November 17, 2011 3 comments

(TRIGGER WARNING: The following series will contain discussions of the bondage/discipline/domination/submission/sadism/masochism (BDSM) subculture and sex positive feminism. While the series contains no descriptions of graphic or violent sex, if any of these topics might disturb you, please refrain from reading it.)

Introduction

Sticks and stones may break my bones, but chains and whips excite me!

            — Rhianna “S&M”

 “Do you know what you got into?/Can you handle what I’m ‘bout to do?/’Cause it’s about to get rough in you./I’m here for YOUR entertainment.”

            –Adam Lambert, “For Your Entertainment” (emphasis added)

Images of the bondage/discipline/domination/submission/sadism/masochism (BDSM) subculture have existed on the periphery of popular culture, much to the consternation of both the conservative and the BDSM community, for quite some time.

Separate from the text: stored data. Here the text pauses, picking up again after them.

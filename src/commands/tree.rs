// SPDX-License-Identifier: AGPL-3.0-or-later
// SPDX-FileCopyrightText: 2025 Jonathan D.A. Jewell
//! Tree command - show channels grouped by track and risk

use crate::commands::ChannelInput;
use crate::tree::{sort_channels, SortedChannels};
use crate::types::{SortOptions, NO_BRANCH};
use anyhow::{Context, Result};
use owo_colors::OwoColorize;

/// Run the tree command
pub fn run(input: &ChannelInput, options: &SortOptions, json: bool, color: bool) -> Result<()> {
    let channels = input.read()?;
    let sorted = sort_channels(&channels, options).context("Failed to sort channels")?;

    if json {
        let content = serde_json::to_string_pretty(&sorted.tree).context("Failed to serialize tree")?;
        println!("{content}");
    } else {
        print!("{}", render(&sorted, color));
    }

    Ok(())
}

/// Render the ordered tree as indented text
#[must_use]
pub fn render(sorted: &SortedChannels, color: bool) -> String {
    let mut out = String::new();

    for track in &sorted.tree {
        if color {
            out.push_str(&format!("{}\n", track.name.bold()));
        } else {
            out.push_str(&format!("{}\n", track.name));
        }

        for risk in &track.risks {
            if color {
                out.push_str(&format!("  {}\n", risk.name.cyan()));
            } else {
                out.push_str(&format!("  {}\n", risk.name));
            }

            for branch in risk.branches.iter().filter(|b| b.name != NO_BRANCH) {
                if color {
                    out.push_str(&format!("    {}\n", branch.name.dimmed()));
                } else {
                    out.push_str(&format!("    {}\n", branch.name));
                }
            }
        }
    }

    out
}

Wearing leather, cuffs, collars, and corsets has become almost commonplace in images of popular culture and fashion, so much so that many who wear them might not even be aware of their significance to BDSM. As a teenager, when I bought my first leather armbands, I had no idea that they were related to BDSM culture.

Not until I was in college did I learn the significance of those armbands and other accessories I’d acquired in my infatuation with the goth subculture (corsets, leather collars, etc.). My interest in sex-positive feminism had lead me to an interest in the BDSM subculture, which I learned was actually, in some ways, more affirming of sexuality and more promoting of consent than traditional, straight-laced, “vanilla” culture. The problem is, for both conservatives and the BDSM community, that images of BDSM that get presented in popular culture do not adequately reflect all of the shades and flavors of BDSM. Conservatives would probably prefer that sex were not presented in popular culture at all, but because sex sells, I will turn to the BDSM community’s concerns when their subculture is portrayed by the mass media.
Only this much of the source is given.